Tough choice…alone with a guy while wearing an open gown or alone with a guy and the woman who is my only link to a new life and who, up until now, thought I was somewhat professional. I will never be able to hold my head up if I ask her to hold my hand through a stinkin’ massage.
“No. No. I’ll be fine. I’m just feeling groggy. Of course I am fine with Charles. He’s a professional. He is a professional, right?” I’m a dithering dupe. “It is so nice of you to take care of me like this. I cannot believe I missed my chance to meet Lionel. You kindly set it up and here I go and ruin it. After all of your effort, the guy still doesn’t know my name.”
Sonya wrings her hands and looks away from my rambling mouth toward the peaceful bliss of the fountain.
“He does, actually.” She visibly cringes at the scene she witnessed.
“What? What, Sonya? Don’t tell me he was still there when I…cramped?”
“Mari.” She is reluctant to speak. She motions for me to sit down and remembers that is not my best position of comfort right now. “Mari, he is the one who carried you in here.”
The scene in which Lionel was my heroic leading man to my passed-out damsel in distress flashes through my mind like lightning. My future goes up in flames. One by one the symbols of beauty and success melt away…the mural, the complementary cup of tea, the marble polished to a sheen, and the heavenly slippers that forgave my calloused feet. These are erased from my recent past. But, of course, the biggest tragedy of all is that they have been torn from my future.
“Nooooooo,” I wail. My humiliation is complete.
Sonya pats my back and comforts me as well as a stranger is able, but it is no use. “I had better let you change. Do you need any help?”
“Not unless you are a licensed psychologist too.” I try to lighten the moment for her sake, but I am too deep in irrationality to find humor in any of this.
After the door closes behind her, I wish I had accepted her help. Wiggling out of my sweats is proving difficult. I cannot lean over the way I normally would, and squatting isn’t a pain-free option either. I figure out that if I lie down on the massage table and bend my knees, I can get my sweatpants as far as my lower thighs. My logic is that if I then stand for just a few seconds, my sweatpants should fall the rest of the way to my feet.
I am thankful there are no mirrors in this place. If I had a glimpse of what Charles will soon be exposed to, I’d never go through with this. I copy the Lamaze lady’s breathing pattern and prepare to stand. One breath. Two breath. Three breath…Go.

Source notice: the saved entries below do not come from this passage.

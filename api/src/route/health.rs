use axum::{routing::get, Router};
use registry::AppRegistry;

use crate::handler::health::{health_check, health_check_db};

pub fn build_health_check_routers() -> Router<AppRegistry> {
    let routers = Router::new()
        .route("/", get(health_check))
        .route("/db", get(health_check_db));

    Router::new().nest("/health", routers)
}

My feet hit the floor and the pain nearly cancels out any further breathing. These form-fitting sweats do not quite fall to the floor as I had hoped. I brace my hands on the table and walk in place to loosen the grip of Lycra. “Onward Christian soldiers…breathe…marching as to war, with the cross of Jesus, going on before.” I hum a vacation Bible school favorite to mask the pain.
“Hey, I know that one.”
A voice startles me into action. I try to turn and squat and pull my pants back up—an impossible motion that triggers searing pain. And that thing that never happens to me…that passing-out thing…happens for the second time in one day. In the most compromising position imaginable, I fall to the marbled tile that will never be mine to glide over in self-massaging slippers the color of sapphires.
Charles the beautiful masseur is in the room.
And Lady Luck has so left the building.